Der Antrag ist auch im Übrigen zulässig, er ist insbesondere rechtzeitig gestellt worden (§ 26 Abs. 1 EGGVG).

Der Antrag ist begründet. Die Kündigung vom 28.4.2009, durch die den Beteiligten zu 1. die Berechtigung zur Teilnahme am eingeschränkten automatisierten Grundbuch-Abrufverfahren entzogen worden ist, ist ermessensfehlerhaft und somit rechtswidrig und verletzt die Beteiligten zu 1. in ihren Rechten (§ 28 Abs. 1 S. 1, Abs. 3 EGGVG).

Die Kündigung beruhte auf § 6 Abs. 3a) und d) des Einrichtungsvertrags i.V.m. § 133 Abs. 3 Sätze 2 und 3 GBO. Danach kann der Einrichtungsvertrag gekündigt werden, wenn das automatisierte Abrufverfahren missbräuchlich verwendet wurde bzw. unzutreffende Angaben zur Begründung des berechtigten Interesses an dem Grundbuchdatenabruf gemacht wurden. Die Vorschrift des § 133 Abs. 3 GBO ist auch in den Fällen des eingeschränkten Abrufverfahrens nach § 133 Abs. 4 GBO anwendbar (Waldner in Bauer/von Oefele, GBO, 2. Aufl., § 133 Rz. 7).

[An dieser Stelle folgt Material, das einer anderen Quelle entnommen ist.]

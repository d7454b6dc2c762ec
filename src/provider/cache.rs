//! TTL cache and caching provider wrapper

use super::{ChainProvider, ProviderError};
use crate::chain::{Chain, HistoricalBaseline};
use async_trait::async_trait;
use serde::Deserialize;
use std::collections::HashMap;
use std::hash::Hash;
use std::time::{Duration, Instant};
use tokio::sync::RwLock;
use tracing::debug;

/// Key to (value, expiry) map with explicit invalidation
pub struct TtlCache<K, V> {
    ttl: Duration,
    entries: RwLock<HashMap<K, (V, Instant)>>,
}

impl<K, V> TtlCache<K, V>
where
    K: Eq + Hash + Clone + Send + Sync,
    V: Clone + Send + Sync,
{
    pub fn new(ttl: Duration) -> Self {
        Self {
            ttl,
            entries: RwLock::new(HashMap::new()),
        }
    }

    pub fn ttl(&self) -> Duration {
        self.ttl
    }

    pub async fn get(&self, key: &K) -> Option<V> {
        self.get_at(key, Instant::now()).await
    }

    /// Value if present and unexpired as of `now`
    pub async fn get_at(&self, key: &K, now: Instant) -> Option<V> {
        let entries = self.entries.read().await;
        entries
            .get(key)
            .filter(|(_, expires)| now < *expires)
            .map(|(value, _)| value.clone())
    }

    pub async fn insert(&self, key: K, value: V) {
        self.insert_at(key, value, Instant::now()).await
    }

    pub async fn insert_at(&self, key: K, value: V, now: Instant) {
        let mut entries = self.entries.write().await;
        entries.insert(key, (value, now + self.ttl));
    }

    pub async fn invalidate(&self, key: &K) -> bool {
        self.entries.write().await.remove(key).is_some()
    }

    pub async fn clear(&self) {
        self.entries.write().await.clear();
    }

    /// Drop expired entries; returns how many were removed
    pub async fn purge_expired(&self) -> usize {
        self.purge_expired_at(Instant::now()).await
    }

    pub async fn purge_expired_at(&self, now: Instant) -> usize {
        let mut entries = self.entries.write().await;
        let before = entries.len();
        entries.retain(|_, (_, expires)| now < *expires);
        before - entries.len()
    }

    pub async fn len(&self) -> usize {
        self.entries.read().await.len()
    }

    pub async fn is_empty(&self) -> bool {
        self.entries.read().await.is_empty()
    }
}

/// Cache configuration
#[derive(Debug, Clone, Deserialize)]
#[serde(default)]
pub struct CacheConfig {
    pub enabled: bool,
    pub chain_ttl_secs: u64,
    pub baseline_ttl_secs: u64,
}

impl Default for CacheConfig {
    fn default() -> Self {
        Self {
            enabled: true,
            chain_ttl_secs: 300,
            baseline_ttl_secs: 6 * 3600,
        }
    }
}

/// Provider wrapper caching successful responses. Errors are never cached.
pub struct CachedProvider<P> {
    inner: P,
    chains: TtlCache<String, Chain>,
    baselines: TtlCache<String, Option<HistoricalBaseline>>,
}

impl<P: ChainProvider> CachedProvider<P> {
    pub fn new(inner: P, config: &CacheConfig) -> Self {
        Self {
            inner,
            chains: TtlCache::new(Duration::from_secs(config.chain_ttl_secs)),
            baselines: TtlCache::new(Duration::from_secs(config.baseline_ttl_secs)),
        }
    }

    pub fn inner(&self) -> &P {
        &self.inner
    }

    /// Forget everything cached for a ticker
    pub async fn invalidate(&self, ticker: &str) {
        let key = ticker.to_ascii_uppercase();
        self.chains.invalidate(&key).await;
        self.baselines.invalidate(&key).await;
    }

    pub async fn purge_expired(&self) -> usize {
        self.chains.purge_expired().await + self.baselines.purge_expired().await
    }
}

#[async_trait]
impl<P: ChainProvider> ChainProvider for CachedProvider<P> {
    async fn get_options_chain(&self, ticker: &str) -> Result<Chain, ProviderError> {
        let key = ticker.to_ascii_uppercase();
        if let Some(chain) = self.chains.get(&key).await {
            debug!(ticker = %key, "Chain cache hit");
            return Ok(chain);
        }
        let chain = self.inner.get_options_chain(&key).await?;
        self.chains.insert(key, chain.clone()).await;
        Ok(chain)
    }

    async fn get_historical_baseline(
        &self,
        ticker: &str,
    ) -> Result<Option<HistoricalBaseline>, ProviderError> {
        let key = ticker.to_ascii_uppercase();
        if let Some(baseline) = self.baselines.get(&key).await {
            debug!(ticker = %key, "Baseline cache hit");
            return Ok(baseline);
        }
        let baseline = self.inner.get_historical_baseline(&key).await?;
        self.baselines.insert(key, baseline.clone()).await;
        Ok(baseline)
    }
}
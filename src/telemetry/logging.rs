//! Structured logging setup

use serde::Deserialize;
use tracing_subscriber::{fmt, layer::SubscriberExt, util::SubscriberInitExt, EnvFilter};

/// Log output format
#[derive(Debug, Clone, Copy, Default, PartialEq, Eq, Deserialize)]
#[serde(rename_all = "lowercase")]
pub enum LogFormat {
    /// Human-readable format
    #[default]
    Pretty,
    /// JSON format for log aggregation
    Json,
}

/// Initialize logging with the given level; `RUST_LOG` wins when set
pub fn init_logging(level: &str, format: LogFormat) -> anyhow::Result<()> {
    let filter = EnvFilter::try_from_default_env().unwrap_or_else(|_| EnvFilter::new(level));

    let registry = tracing_subscriber::registry().with(filter);
    let result = match format {
        LogFormat::Pretty => registry.with(fmt::layer().with_target(false)).try_init(),
        LogFormat::Json => registry
            .with(fmt::layer().json().with_current_span(false))
            .try_init(),
    };

    result.map_err(|e| anyhow::anyhow!("Failed to init logging: {}", e))?;

    Ok(())
}
//! Shared fixtures

use chrono::{DateTime, Duration, Utc};
use rust_decimal::Decimal;
use rust_decimal_macros::dec;
use std::path::Path;
use unusual_flow::chain::{Chain, Contract, HistoricalBaseline, OptionType};

pub fn create_test_contract(
    ticker: &str,
    option_type: OptionType,
    strike: Decimal,
    volume: u64,
    snapshot: DateTime<Utc>,
) -> Contract {
    let side = match option_type {
        OptionType::Call => "C",
        OptionType::Put => "P",
    };
    Contract {
        symbol: format!("{}-{}-{}", ticker, side, strike),
        ticker: ticker.to_string(),
        strike,
        expiry: snapshot.date_naive() + Duration::days(30),
        option_type,
        last_price: dec!(4.00),
        bid: dec!(3.90),
        ask: dec!(4.10),
        volume,
        open_interest: 10_000,
        implied_volatility: Some(dec!(0.40)),
        greeks: None,
        snapshot_time: snapshot,
    }
}

/// One active call, one quiet call
pub fn create_test_chain(ticker: &str, snapshot: DateTime<Utc>) -> Chain {
    Chain {
        ticker: ticker.to_string(),
        underlying_price: dec!(100),
        snapshot_time: snapshot,
        contracts: vec![
            create_test_contract(ticker, OptionType::Call, dec!(101), 6_000, snapshot),
            create_test_contract(ticker, OptionType::Call, dec!(110), 150, snapshot),
        ],
    }
}

pub fn create_test_baseline(ticker: &str) -> HistoricalBaseline {
    let mut baseline = HistoricalBaseline::new(ticker);
    baseline.insert(format!("{}-C-101", ticker), 500, 10_000);
    baseline.insert(format!("{}-C-110", ticker), 150, 10_000);
    baseline
}

/// Write `<TICKER>.chain.json` and `<TICKER>.baseline.json` snapshots
pub fn write_snapshot(dir: &Path, chain: &Chain, baseline: Option<&HistoricalBaseline>) {
    std::fs::write(
        dir.join(format!("{}.chain.json", chain.ticker)),
        serde_json::to_vec_pretty(chain).unwrap(),
    )
    .unwrap();
    if let Some(baseline) = baseline {
        std::fs::write(
            dir.join(format!("{}.baseline.json", chain.ticker)),
            serde_json::to_vec_pretty(baseline).unwrap(),
        )
        .unwrap();
    }
}

pub fn tickers(names: &[&str]) -> Vec<String> {
    names.iter().map(|s| s.to_string()).collect()
}
use clap::Parser;
use unusual_flow::cli::{Cli, Commands};
use unusual_flow::config::Config;

#[tokio::main]
async fn main() -> anyhow::Result<()> {
    let cli = Cli::parse();

    let config = Config::load_or_default(cli.config.as_deref())?;

    let _telemetry = unusual_flow::telemetry::init_telemetry(&config.telemetry)?;

    match cli.command {
        Commands::Scan(args) => args.execute(&config).await?,
        Commands::Sweep(args) => args.execute(&config).await?,
        Commands::Status(args) => args.execute(&config).await?,
        Commands::Config => println!("{:#?}", config),
    }

    Ok(())
}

Eine missbräuchliche Verwendung liegt nicht nur beim Fehlen der Voraussetzungen des § 12 GBO vor, sondern z.B. auch dann, wenn die gesetzlich gezogenen Schranken des Abrufverfahrens nicht eingehalten oder unrichtige Darlegungserklärungen abgegeben werden (vgl. Demharter, GBO, 27. Aufl., § 133 Rz. 22; Meickel/Engel, GBO, 10. Aufl., § 133 Rz. 63). Zu Recht hat der Beteiligte zu 2. derartige Verstöße der Beteiligten zu 1. beanstandet.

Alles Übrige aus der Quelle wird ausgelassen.